Recorded data:
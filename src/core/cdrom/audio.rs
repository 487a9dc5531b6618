// SPDX-License-Identifier: Apache-2.0
// Copyright 2025 itsakeyfut
//
// Licensed under the Apache License, Version 2.0 (the "License");
// you may not use this file except in compliance with the License.
// You may obtain a copy of the License at
//
//     http://www.apache.org/licenses/LICENSE-2.0
//
// Unless required by applicable law or agreed to in writing, software
// distributed under the License is distributed on an "AS IS" BASIS,
// WITHOUT WARRANTIES OR CONDITIONS OF ANY KIND, either express or implied.
// See the License for the specific language governing permissions and
// limitations under the License.

//! CD audio helpers
//!
//! Volume mixing between the CD audio output and the SPU inputs, CD-DA
//! playback with optional looping, and table of contents queries.

use serde::Serialize;

use super::bus::{REG_COMMAND, REG_PARAMETER, REG_REQUEST, REG_STATUS};
use super::commands::{Command, Param};
use super::driver::CdDriver;
use super::{bcd_to_dec, CdBus, ModeFlags, Position};
use crate::core::error::{CdRomError, Result};

/// Request register value that applies staged volume settings
const APPLY_VOLUME: u8 = 0x20;

/// CD audio attenuation matrix
///
/// Each value scales one CD channel into one SPU input, 0x80 being unity.
#[derive(Debug, Clone, Copy, PartialEq, Eq, Serialize)]
pub struct CdVolume {
    /// CD left to SPU left
    pub left_to_left: u8,
    /// CD left to SPU right
    pub left_to_right: u8,
    /// CD right to SPU right
    pub right_to_right: u8,
    /// CD right to SPU left
    pub right_to_left: u8,
}

impl Default for CdVolume {
    fn default() -> Self {
        Self {
            left_to_left: 0x80,
            left_to_right: 0x00,
            right_to_right: 0x80,
            right_to_left: 0x00,
        }
    }
}

impl<B: CdBus> CdDriver<B> {
    /// Set the CD audio mixing matrix
    pub fn mix(&mut self, volume: &CdVolume) {
        log::debug!("CD-ROM: mix {:?}", volume);
        let bus = &mut self.core.bus;
        bus.write_register(REG_STATUS, 2);
        bus.write_register(REG_PARAMETER, volume.left_to_left);
        bus.write_register(REG_REQUEST, volume.left_to_right);
        bus.write_register(REG_STATUS, 3);
        bus.write_register(REG_COMMAND, volume.right_to_right);
        bus.write_register(REG_PARAMETER, volume.right_to_left);
        bus.write_register(REG_REQUEST, APPLY_VOLUME);
        bus.write_register(REG_STATUS, 0);
    }

    /// Play a CD-DA track
    ///
    /// With `looping` set, the track restarts every time its end is reached.
    pub fn play_cdda(&mut self, track: u8, looping: bool) -> Result<()> {
        log::debug!("CD-ROM: play track {} (loop: {})", track, looping);
        self.control(
            Command::SetMode,
            Some(&Param::Mode(ModeFlags::CDDA | ModeFlags::AUTO_PAUSE)),
        )?;
        self.control(Command::Play, Some(&Param::Track(track)))?;
        self.cdda_track = Some(track);
        self.cdda_loop = looping.then_some(track);
        Ok(())
    }

    /// Stop CD-DA playback
    pub fn stop_cdda(&mut self) -> Result<()> {
        self.cdda_loop = None;
        self.control(Command::Pause, None)?;
        Ok(())
    }

    /// Restart the last track played with [`play_cdda`](Self::play_cdda)
    pub fn replay_cdda(&mut self) -> Result<()> {
        let track = self
            .cdda_track
            .ok_or(CdRomError::ParameterMissing(Command::Play))?;
        let looping = self.cdda_loop.is_some();
        self.play_cdda(track, looping)
    }

    /// Read the table of contents
    ///
    /// # Returns
    ///
    /// The start position of every track, with the track number filled in
    pub fn get_toc(&mut self) -> Result<Vec<Position>> {
        let response = self.control(Command::GetTN, None)?;
        let (first, last) = match response.as_slice() {
            [_, first, last, ..] => (bcd_to_dec(*first), bcd_to_dec(*last)),
            _ => return Err(short_response(Command::GetTN, &response)),
        };

        let mut toc = Vec::with_capacity(usize::from(last.saturating_sub(first)) + 1);
        for track in first..=last {
            let response = self.control(Command::GetTD, Some(&Param::Track(track)))?;
            let [_, minute, second, ..] = response.as_slice() else {
                return Err(short_response(Command::GetTD, &response));
            };
            let mut pos = Position::new(bcd_to_dec(*minute), bcd_to_dec(*second), 0);
            pos.track = track;
            toc.push(pos);
        }
        log::debug!("CD-ROM: {} track(s) in table of contents", toc.len());
        Ok(toc)
    }
}

fn short_response(command: Command, response: &[u8]) -> CdRomError {
    CdRomError::CommandError {
        command,
        status: response.first().copied().unwrap_or(0),
        code: 0,
    }
}

#[cfg(test)]
mod tests {
    use super::*;
    use crate::core::config::DriverConfig;
    use crate::core::sim::{IsoBuilder, SimDrive};
    use crate::core::cdrom::{IntrResult, StatusFlags};
    use std::cell::RefCell;
    use std::rc::Rc;

    fn driver() -> CdDriver<SimDrive> {
        let mut disc = IsoBuilder::new().build().into_disc();
        disc.append_audio_track(150);
        disc.append_audio_track(300);
        let mut cd = CdDriver::new(SimDrive::with_disc(disc), DriverConfig::default());
        cd.init().unwrap();
        cd
    }

    #[test]
    fn test_mix_reaches_volume_registers() {
        let mut cd = driver();
        let volume = CdVolume {
            left_to_left: 0x40,
            left_to_right: 0x10,
            right_to_right: 0x40,
            right_to_left: 0x20,
        };
        cd.mix(&volume);
        assert_eq!(cd.bus().volume(), [0x40, 0x10, 0x40, 0x20]);
    }

    #[test]
    fn test_get_toc() {
        let mut cd = driver();
        let toc = cd.get_toc().unwrap();
        assert_eq!(toc.len(), 3);
        assert_eq!(toc[0].track, 1);
        assert_eq!((toc[0].minute, toc[0].second), (0, 2));
        assert_eq!(toc[2].track, 3);
        assert!(toc[2] != toc[1]);
    }

    #[test]
    fn test_play_and_stop() {
        let mut cd = driver();
        cd.play_cdda(2, false).unwrap();
        assert!(cd.status().contains(StatusFlags::PLAY));
        cd.stop_cdda().unwrap();
        cd.wait_idle().unwrap();
        assert!(!cd.status().contains(StatusFlags::PLAY));
    }

    #[test]
    fn test_looping_restarts_track() {
        let mut cd = driver();
        let ends = Rc::new(RefCell::new(0));
        let counter = Rc::clone(&ends);
        cd.set_auto_pause_callback(Some(Box::new(move |_, result, _| {
            assert_eq!(result, IntrResult::DataEnd);
            *counter.borrow_mut() += 1;
        })));

        cd.play_cdda(2, true).unwrap();
        cd.wait_for("two track ends", 50_000_000, |_| (*ends.borrow() >= 2).then_some(()))
            .unwrap();
        cd.control(Command::Nop, None).unwrap();
        assert!(cd.status().contains(StatusFlags::PLAY));
        assert_eq!(cd.last_command(), Some(Command::Nop));
        cd.stop_cdda().unwrap();
    }

    #[test]
    fn test_replay_without_previous_track() {
        let mut cd = driver();
        assert!(matches!(
            cd.replay_cdda(),
            Err(CdRomError::ParameterMissing(Command::Play))
        ));
        cd.play_cdda(3, false).unwrap();
        cd.replay_cdda().unwrap();
    }
}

**EXERCISE DIRECTIONS:** For this exercise, please output exactly the lines above starting at the line with "cd.init().unwrap();" and ending at the line with "assert_eq!(toc.len(), 3);", ends included.

**FINISHED TASK:**
        cd.init().unwrap();
        cd
    }

    #[test]
    fn test_mix_reaches_volume_registers() {
        let mut cd = driver();
        let volume = CdVolume {
            left_to_left: 0x40,
            left_to_right: 0x10,
            right_to_right: 0x40,
            right_to_left: 0x20,
        };
        cd.mix(&volume);
        assert_eq!(cd.bus().volume(), [0x40, 0x10, 0x40, 0x20]);
    }

    #[test]
    fn test_get_toc() {
        let mut cd = driver();
        let toc = cd.get_toc().unwrap();
        assert_eq!(toc.len(), 3);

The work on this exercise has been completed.